By Shereen Siewert

If the pandemic had a silver lining for Miranda Lee, it was in her Wausau employer’s work at home policy that allowed her to stay home with her infant son.

Without that, Lee said, she would have been forced to make a painful choice between staying employed and quitting her job in order to make ends meet. With costs soaring, Lee knew that sending her son to a day care would have cost more than all her other living expenses combined, an unsustainable situation she is relieved not to have faced.

The exorbitant cost of child care has become a significant burden for parents like Lee who need it to support their families. Millions of parents are finding themselves making an impossible choice between paying more than they can afford for child care; settling for less expensive, lower-quality care; and leaving the workforce altogether.

Locally, the average cost of day care is one of the biggest expenses families face, about 20 percent more than average rent and 48 percent more than in-state tuition for four-year public colleges. That makes Wisconsin one of 33 states where infant care is more expensive than college. The Department of Health and Human Services recommends child care costs should be no more than 7 percent of a family’s income, a standard that only about 6 percent of Wisconsin families can afford. Instead, infant care for one child would account for nearly one-fifth of a median family’s income in Wisconsin, according to the most recent data from the Economic Policy Institute. And families with two children face an even larger burden.

Do the math, and it’s easy to see why child care is simply out of reach for low-wage workers. A minimum wage worker in Wisconsin would need to work full time for 43 weeks, or from January to October, just to pay for child care for one infant. Yet, child care workers still struggle to get by.

Nationally, child care workers’ families are more than twice as likely to live in poverty as other workers. And a median child care worker in Wisconsin would have to spend almost 60 percent of his or her earnings to place their own child in infant care. The average early childhood education teacher in Wisconsin makes just $10 to $13 an hour.

Wisconsin offers subsidies for child care costs through its Wisconsin Shares program, but Lee, a single mother, doesn’t know whether she would qualify. She doesn’t quality for FoodShare. A family of two can pass the gross income test if she earned less than $34,848 per year. Lee’s $35,600 annual salary – about $2,967 a month before taxes – puts that type of assistance beyond reach.

Economists say the child care crisis has been exacerbated by the pandemic, which resulted in record numbers of women being pushed out of the workforce.

According to the National Women’s Law Center, more than 4 million US jobs have been lost since February of 2020, and women make up more than half of those losses.
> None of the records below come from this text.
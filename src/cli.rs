// CLI definitions using clap

use clap::{Parser, Subcommand};
use std::path::PathBuf;

#[derive(Parser)]
#[command(name = "scale-driver")]
#[command(author, version, about = "USB HID scale driver")]
#[command(propagate_version = true)]
pub struct Cli {
    /// Config file path (default: ~/.config/scale-driver/config.toml)
    #[arg(short, long, global = true)]
    pub config: Option<PathBuf>,

    /// Log level (error, warn, info, debug, trace)
    #[arg(long, global = true, default_value = "info")]
    pub log_level: String,

    /// Select the scale by USB vendor ID (hex, e.g. 0eb8)
    #[arg(long, global = true, value_parser = parse_hex_u16)]
    pub vendor_id: Option<u16>,

    /// Select the scale by USB product ID (hex, e.g. f000)
    #[arg(long, global = true, value_parser = parse_hex_u16)]
    pub product_id: Option<u16>,

    /// Select the scale by manufacturer name (exact match)
    #[arg(long, global = true)]
    pub manufacturer: Option<String>,

    /// Select the scale by model name (exact match)
    #[arg(long, global = true)]
    pub model: Option<String>,

    #[command(subcommand)]
    pub command: Commands,
}

#[derive(Subcommand)]
pub enum Commands {
    /// List USB devices with their resolved names
    #[command(visible_alias = "ls")]
    List,

    /// Weigh once and print the settled weight
    Read {
        /// Print JSON instead of text
        #[arg(long)]
        json: bool,

        /// Reports taken before giving up on a settled weight (default: from config)
        #[arg(short, long)]
        attempts: Option<usize>,
    },

    /// Keep the scale connected and print readings until Ctrl+C
    Watch {
        /// Print one JSON object per line
        #[arg(long)]
        json: bool,
    },

    /// Decode a raw report given as hex (e.g. "03 04 0c fe fe 01")
    Decode {
        /// Report bytes
        hex: String,
    },

    /// Print the effective configuration as TOML
    Config,
}

/// Parse a 16-bit USB ID written in hex, with or without "0x"
pub fn parse_hex_u16(s: &str) -> Result<u16, String> {
    let digits = s
        .strip_prefix("0x")
        .or_else(|| s.strip_prefix("0X"))
        .unwrap_or(s);
    u16::from_str_radix(digits, 16).map_err(|e| format!("invalid USB ID '{s}': {e}"))
}
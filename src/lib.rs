//! USB HID scale driver
//!
//! Keeps a USB HID scale connected in the background and serves the last
//! stable weight, tare handling and a connection status to callers. The
//! device-level pieces (registry, report codec, session) live in the
//! `scale-transport` crate.

pub mod config;
pub mod driver;

pub use config::{DriverConfig, UsbIdEntry};
pub use driver::{ConnectionState, ScaleDriver, StatusSnapshot, WeightReading};
//! Offline commands: report decoding and config display

use anyhow::{anyhow, bail};
use scale_driver::DriverConfig;
use scale_transport::protocol::{report_type, NOT_READY_LEN};

use super::CommandResult;

/// Decode a hex-encoded report and print it
pub fn decode(hex: &str) -> CommandResult {
    let bytes = parse_hex_bytes(hex)?;

    if bytes.len() <= NOT_READY_LEN {
        println!("Not ready frame {bytes:02x?} (skipped by readers)");
        return Ok(());
    }

    let report = scale_transport::decode(&bytes)
        .map_err(|e| anyhow!("{} report {:02x?}: {}", report_type::name(bytes[0]), bytes, e))?;
    println!("{report}");
    Ok(())
}

/// Print the effective configuration
pub fn config(config: &DriverConfig) -> CommandResult {
    print!("{}", toml::to_string_pretty(config)?);
    Ok(())
}

/// Parse "03 04 0c fe fe 01", "03:04:0c" or "03040cfefe01"
fn parse_hex_bytes(input: &str) -> anyhow::Result<Vec<u8>> {
    let digits: String = input
        .split(|c: char| c.is_whitespace() || c == ':' || c == ',')
        .map(|part| part.trim_start_matches("0x"))
        .collect();

    if digits.is_empty() {
        bail!("no report bytes given");
    }
    if !digits.is_ascii() {
        bail!("invalid hex in '{input}'");
    }
    if digits.len() % 2 != 0 {
        bail!("odd number of hex digits in '{input}'");
    }

    (0..digits.len())
        .step_by(2)
        .map(|i| {
            u8::from_str_radix(&digits[i..i + 2], 16)
                .map_err(|_| anyhow!("invalid hex byte '{}'", &digits[i..i + 2]))
        })
        .collect()
}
Meanwhile, one in three women considered leaving or changing their jobs in the last year.

“The pandemic really put in front of people how much caregiving is truly a part of what makes the economy work,” Lelaine Bigelow, managing director of external affairs at the National Partnership for Women & Families, told CNBC.

According to a new report from think tank Third Way, which highlighted the crisis facing both parents and child care industry workers, the longer the pandemic goes on the more parents are leaving their jobs to care for children.

Third Way found lack of child care has become the No. 3 reason for not working, up from the No. 5 spot at the onset of the pandemic. Layoffs and furloughs are the No. 1 and No. 2 reasons currently, reports Axios

“The crumbling child care industry is increasingly holding back economic recovery across the country,” wrote Jillian McGrath, economic policy advisor, in Third Way’s report. “Without additional federal focus on the child care sector, more families and child care centers are likely to struggle in 2021 and beyond.” 

Child care and other costs in Wisconsin. Courtesy of the Economic Policy Institute

Margins are tight at child care centers in Wausau in part because state regulations limit the number of small children an adult can legally supervise. Throughout Wisconsin, providers must have one adult for every four children under age 2. Several other states, by comparison, require one adult for every three babies. The result? Space, especially for the youngest children in the community, are scarce and workers outside the typical 9 to 5 workday are often left with few, if any, options.

As Wisconsin continues to grapple with a labor shortage, economists say making child care affordable is a huge piece of the puzzle. Further, studies show that every dollar invested in quality child care programs yields between $7 and $17 in net benefits to society. A 2019 report by the Council for a Strong America found that insufficient child care is costing families $37 billion a year and costing employers $13 billion a year. Though lawmakers and other stakeholders say fixing child care is crucial to addressing the state’s labor challenges, little progress has so far been made.

In September, U.S. Treasury Secretary Janet Yellen called child care “a textbook example of a broken market.”

“The price does not account for all the positive things it confers on our society,” Yellen said “When we underinvest in child care, we forego that; we give up a happier, healthier, more prosperous labor force in the future.”